YOUR INSTRUCTIONS: Write the records out again, exactly.

=== INPUT MATERIAL ===

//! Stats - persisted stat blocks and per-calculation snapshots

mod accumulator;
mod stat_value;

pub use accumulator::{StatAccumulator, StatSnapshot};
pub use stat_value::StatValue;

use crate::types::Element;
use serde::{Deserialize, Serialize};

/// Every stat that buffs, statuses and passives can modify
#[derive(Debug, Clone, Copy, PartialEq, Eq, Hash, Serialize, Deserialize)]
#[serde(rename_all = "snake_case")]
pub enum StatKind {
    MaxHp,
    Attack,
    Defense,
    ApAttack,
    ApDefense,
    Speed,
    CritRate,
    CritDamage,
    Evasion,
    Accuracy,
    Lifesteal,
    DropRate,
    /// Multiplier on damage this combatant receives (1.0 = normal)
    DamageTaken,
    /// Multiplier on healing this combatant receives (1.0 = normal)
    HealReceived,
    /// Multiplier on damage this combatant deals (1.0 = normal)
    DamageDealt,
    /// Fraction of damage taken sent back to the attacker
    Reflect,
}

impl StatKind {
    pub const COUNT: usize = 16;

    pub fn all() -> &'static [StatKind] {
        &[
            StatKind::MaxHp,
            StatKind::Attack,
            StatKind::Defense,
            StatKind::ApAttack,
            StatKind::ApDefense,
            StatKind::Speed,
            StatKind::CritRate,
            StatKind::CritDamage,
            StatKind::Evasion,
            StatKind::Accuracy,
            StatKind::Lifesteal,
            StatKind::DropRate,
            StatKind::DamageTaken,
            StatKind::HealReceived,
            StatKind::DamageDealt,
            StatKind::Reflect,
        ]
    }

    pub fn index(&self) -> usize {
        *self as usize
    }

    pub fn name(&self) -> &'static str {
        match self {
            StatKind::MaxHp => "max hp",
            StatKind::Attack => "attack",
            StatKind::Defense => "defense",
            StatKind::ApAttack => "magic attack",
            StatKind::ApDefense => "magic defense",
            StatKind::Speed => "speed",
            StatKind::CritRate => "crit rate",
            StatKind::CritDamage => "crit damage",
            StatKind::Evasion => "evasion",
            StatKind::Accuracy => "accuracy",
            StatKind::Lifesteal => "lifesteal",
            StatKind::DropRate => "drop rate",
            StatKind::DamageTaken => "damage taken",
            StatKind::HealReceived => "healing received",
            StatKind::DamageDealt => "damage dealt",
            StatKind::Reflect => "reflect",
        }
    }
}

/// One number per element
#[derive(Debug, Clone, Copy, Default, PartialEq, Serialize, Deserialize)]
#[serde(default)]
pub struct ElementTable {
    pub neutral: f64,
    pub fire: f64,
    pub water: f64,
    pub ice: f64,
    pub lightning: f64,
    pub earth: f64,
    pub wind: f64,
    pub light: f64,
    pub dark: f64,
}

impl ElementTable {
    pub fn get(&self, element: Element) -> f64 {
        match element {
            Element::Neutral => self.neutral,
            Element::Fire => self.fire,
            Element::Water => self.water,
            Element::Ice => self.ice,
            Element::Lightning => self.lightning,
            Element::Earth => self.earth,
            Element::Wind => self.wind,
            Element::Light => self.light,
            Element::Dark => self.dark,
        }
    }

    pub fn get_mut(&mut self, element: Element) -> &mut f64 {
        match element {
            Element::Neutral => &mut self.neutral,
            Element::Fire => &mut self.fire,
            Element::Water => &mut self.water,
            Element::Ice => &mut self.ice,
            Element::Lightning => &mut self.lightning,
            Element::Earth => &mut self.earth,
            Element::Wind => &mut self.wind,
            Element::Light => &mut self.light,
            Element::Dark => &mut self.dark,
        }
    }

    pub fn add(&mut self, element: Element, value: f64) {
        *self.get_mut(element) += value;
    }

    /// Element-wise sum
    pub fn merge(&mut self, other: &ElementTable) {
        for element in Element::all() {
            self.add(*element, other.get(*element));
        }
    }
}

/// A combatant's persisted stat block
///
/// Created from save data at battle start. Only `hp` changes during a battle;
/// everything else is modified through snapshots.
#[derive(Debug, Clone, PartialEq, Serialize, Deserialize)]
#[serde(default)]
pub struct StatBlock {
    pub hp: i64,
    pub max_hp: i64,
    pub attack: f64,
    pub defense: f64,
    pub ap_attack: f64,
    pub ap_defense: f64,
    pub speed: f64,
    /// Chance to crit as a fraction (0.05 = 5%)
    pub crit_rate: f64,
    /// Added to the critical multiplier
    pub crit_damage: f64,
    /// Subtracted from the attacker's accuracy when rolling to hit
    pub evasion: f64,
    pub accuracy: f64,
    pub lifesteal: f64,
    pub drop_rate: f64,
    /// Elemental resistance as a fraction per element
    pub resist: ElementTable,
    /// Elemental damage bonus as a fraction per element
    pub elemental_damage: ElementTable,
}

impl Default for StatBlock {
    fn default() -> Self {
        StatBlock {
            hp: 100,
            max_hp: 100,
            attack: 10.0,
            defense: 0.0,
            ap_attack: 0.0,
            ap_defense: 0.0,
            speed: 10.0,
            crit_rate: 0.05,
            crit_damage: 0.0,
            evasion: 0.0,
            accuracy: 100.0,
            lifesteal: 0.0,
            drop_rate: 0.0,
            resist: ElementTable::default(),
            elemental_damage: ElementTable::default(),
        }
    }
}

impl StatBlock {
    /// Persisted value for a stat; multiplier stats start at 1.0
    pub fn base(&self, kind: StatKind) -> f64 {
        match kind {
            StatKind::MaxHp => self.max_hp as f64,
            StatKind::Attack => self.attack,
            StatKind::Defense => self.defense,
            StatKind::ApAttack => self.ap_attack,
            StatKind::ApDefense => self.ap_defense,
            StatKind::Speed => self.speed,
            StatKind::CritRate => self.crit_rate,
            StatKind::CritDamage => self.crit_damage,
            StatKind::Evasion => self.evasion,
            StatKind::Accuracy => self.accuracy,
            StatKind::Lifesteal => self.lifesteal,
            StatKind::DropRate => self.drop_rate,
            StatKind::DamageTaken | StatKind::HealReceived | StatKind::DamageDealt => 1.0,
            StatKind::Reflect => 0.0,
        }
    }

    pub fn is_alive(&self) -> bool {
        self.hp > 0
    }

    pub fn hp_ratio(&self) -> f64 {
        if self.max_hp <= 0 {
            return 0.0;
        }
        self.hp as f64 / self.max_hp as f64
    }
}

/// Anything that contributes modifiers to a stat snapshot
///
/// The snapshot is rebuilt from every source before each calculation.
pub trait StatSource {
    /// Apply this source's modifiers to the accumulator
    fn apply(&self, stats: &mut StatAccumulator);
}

===

ANSWER FOR THIS EXERCISE:
//! Stats - persisted stat blocks and per-calculation snapshots

mod accumulator;
mod stat_value;

pub use accumulator::{StatAccumulator, StatSnapshot};
pub use stat_value::StatValue;

use crate::types::Element;
use serde::{Deserialize, Serialize};

/// Every stat that buffs, statuses and passives can modify
#[derive(Debug, Clone, Copy, PartialEq, Eq, Hash, Serialize, Deserialize)]
#[serde(rename_all = "snake_case")]
pub enum StatKind {
    MaxHp,
    Attack,
    Defense,
    ApAttack,
    ApDefense,
    Speed,
    CritRate,
    CritDamage,
    Evasion,
    Accuracy,
    Lifesteal,
    DropRate,
    /// Multiplier on damage this combatant receives (1.0 = normal)
    DamageTaken,
    /// Multiplier on healing this combatant receives (1.0 = normal)
    HealReceived,
    /// Multiplier on damage this combatant deals (1.0 = normal)
    DamageDealt,
    /// Fraction of damage taken sent back to the attacker
    Reflect,
}

impl StatKind {
    pub const COUNT: usize = 16;

    pub fn all() -> &'static [StatKind] {
        &[
            StatKind::MaxHp,
            StatKind::Attack,
            StatKind::Defense,
            StatKind::ApAttack,
            StatKind::ApDefense,
            StatKind::Speed,
            StatKind::CritRate,
            StatKind::CritDamage,
            StatKind::Evasion,
            StatKind::Accuracy,
            StatKind::Lifesteal,
            StatKind::DropRate,
            StatKind::DamageTaken,
            StatKind::HealReceived,
            StatKind::DamageDealt,
            StatKind::Reflect,
        ]
    }

    pub fn index(&self) -> usize {
        *self as usize
    }

    pub fn name(&self) -> &'static str {
        match self {
            StatKind::MaxHp => "max hp",
            StatKind::Attack => "attack",
            StatKind::Defense => "defense",
            StatKind::ApAttack => "magic attack",
            StatKind::ApDefense => "magic defense",
            StatKind::Speed => "speed",
            StatKind::CritRate => "crit rate",
            StatKind::CritDamage => "crit damage",
            StatKind::Evasion => "evasion",
            StatKind::Accuracy => "accuracy",
            StatKind::Lifesteal => "lifesteal",
            StatKind::DropRate => "drop rate",
            StatKind::DamageTaken => "damage taken",
            StatKind::HealReceived => "healing received",
            StatKind::DamageDealt => "damage dealt",
            StatKind::Reflect => "reflect",
        }
    }
}

/// One number per element
#[derive(Debug, Clone, Copy, Default, PartialEq, Serialize, Deserialize)]
#[serde(default)]
pub struct ElementTable {
    pub neutral: f64,
    pub fire: f64,
    pub water: f64,
    pub ice: f64,
    pub lightning: f64,
    pub earth: f64,
    pub wind: f64,
    pub light: f64,
    pub dark: f64,
}

impl ElementTable {
    pub fn get(&self, element: Element) -> f64 {
        match element {
            Element::Neutral => self.neutral,
            Element::Fire => self.fire,
            Element::Water => self.water,
            Element::Ice => self.ice,
            Element::Lightning => self.lightning,
            Element::Earth => self.earth,
            Element::Wind => self.wind,
            Element::Light => self.light,
            Element::Dark => self.dark,
        }
    }

    pub fn get_mut(&mut self, element: Element) -> &mut f64 {
        match element {
            Element::Neutral => &mut self.neutral,
            Element::Fire => &mut self.fire,
            Element::Water => &mut self.water,
            Element::Ice => &mut self.ice,
            Element::Lightning => &mut self.lightning,
            Element::Earth => &mut self.earth,
            Element::Wind => &mut self.wind,
            Element::Light => &mut self.light,
            Element::Dark => &mut self.dark,
        }
    }

    pub fn add(&mut self, element: Element, value: f64) {
        *self.get_mut(element) += value;
    }

    /// Element-wise sum
    pub fn merge(&mut self, other: &ElementTable) {
        for element in Element::all() {
            self.add(*element, other.get(*element));
        }
    }
}

/// A combatant's persisted stat block
///
/// Created from save data at battle start. Only `hp` changes during a battle;
/// everything else is modified through snapshots.
#[derive(Debug, Clone, PartialEq, Serialize, Deserialize)]
#[serde(default)]
pub struct StatBlock {
    pub hp: i64,
    pub max_hp: i64,
    pub attack: f64,
    pub defense: f64,
    pub ap_attack: f64,
    pub ap_defense: f64,
    pub speed: f64,
    /// Chance to crit as a fraction (0.05 = 5%)
    pub crit_rate: f64,
    /// Added to the critical multiplier
    pub crit_damage: f64,
    /// Subtracted from the attacker's accuracy when rolling to hit
    pub evasion: f64,
    pub accuracy: f64,
    pub lifesteal: f64,
    pub drop_rate: f64,
    /// Elemental resistance as a fraction per element
    pub resist: ElementTable,
    /// Elemental damage bonus as a fraction per element
    pub elemental_damage: ElementTable,
}

impl Default for StatBlock {
    fn default() -> Self {
        StatBlock {
            hp: 100,
            max_hp: 100,
            attack: 10.0,
            defense: 0.0,
            ap_attack: 0.0,
            ap_defense: 0.0,
            speed: 10.0,
            crit_rate: 0.05,
            crit_damage: 0.0,
            evasion: 0.0,
            accuracy: 100.0,
            lifesteal: 0.0,
            drop_rate: 0.0,
            resist: ElementTable::default(),
            elemental_damage: ElementTable::default(),
        }
    }
}

impl StatBlock {
    /// Persisted value for a stat; multiplier stats start at 1.0
    pub fn base(&self, kind: StatKind) -> f64 {
        match kind {
            StatKind::MaxHp => self.max_hp as f64,
            StatKind::Attack => self.attack,
            StatKind::Defense => self.defense,
            StatKind::ApAttack => self.ap_attack,
            StatKind::ApDefense => self.ap_defense,
            StatKind::Speed => self.speed,
            StatKind::CritRate => self.crit_rate,
            StatKind::CritDamage => self.crit_damage,
            StatKind::Evasion => self.evasion,
            StatKind::Accuracy => self.accuracy,
            StatKind::Lifesteal => self.lifesteal,
            StatKind::DropRate => self.drop_rate,
            StatKind::DamageTaken | StatKind::HealReceived | StatKind::DamageDealt => 1.0,
            StatKind::Reflect => 0.0,
        }
    }

    pub fn is_alive(&self) -> bool {
        self.hp > 0
    }

    pub fn hp_ratio(&self) -> f64 {
        if self.max_hp <= 0 {
            return 0.0;
        }
        self.hp as f64 / self.max_hp as f64
    }
}

/// Anything that contributes modifiers to a stat snapshot
///
/// The snapshot is rebuilt from every source before each calculation.
pub trait StatSource {
    /// Apply this source's modifiers to the accumulator
    fn apply(&self, stats: &mut StatAccumulator);
}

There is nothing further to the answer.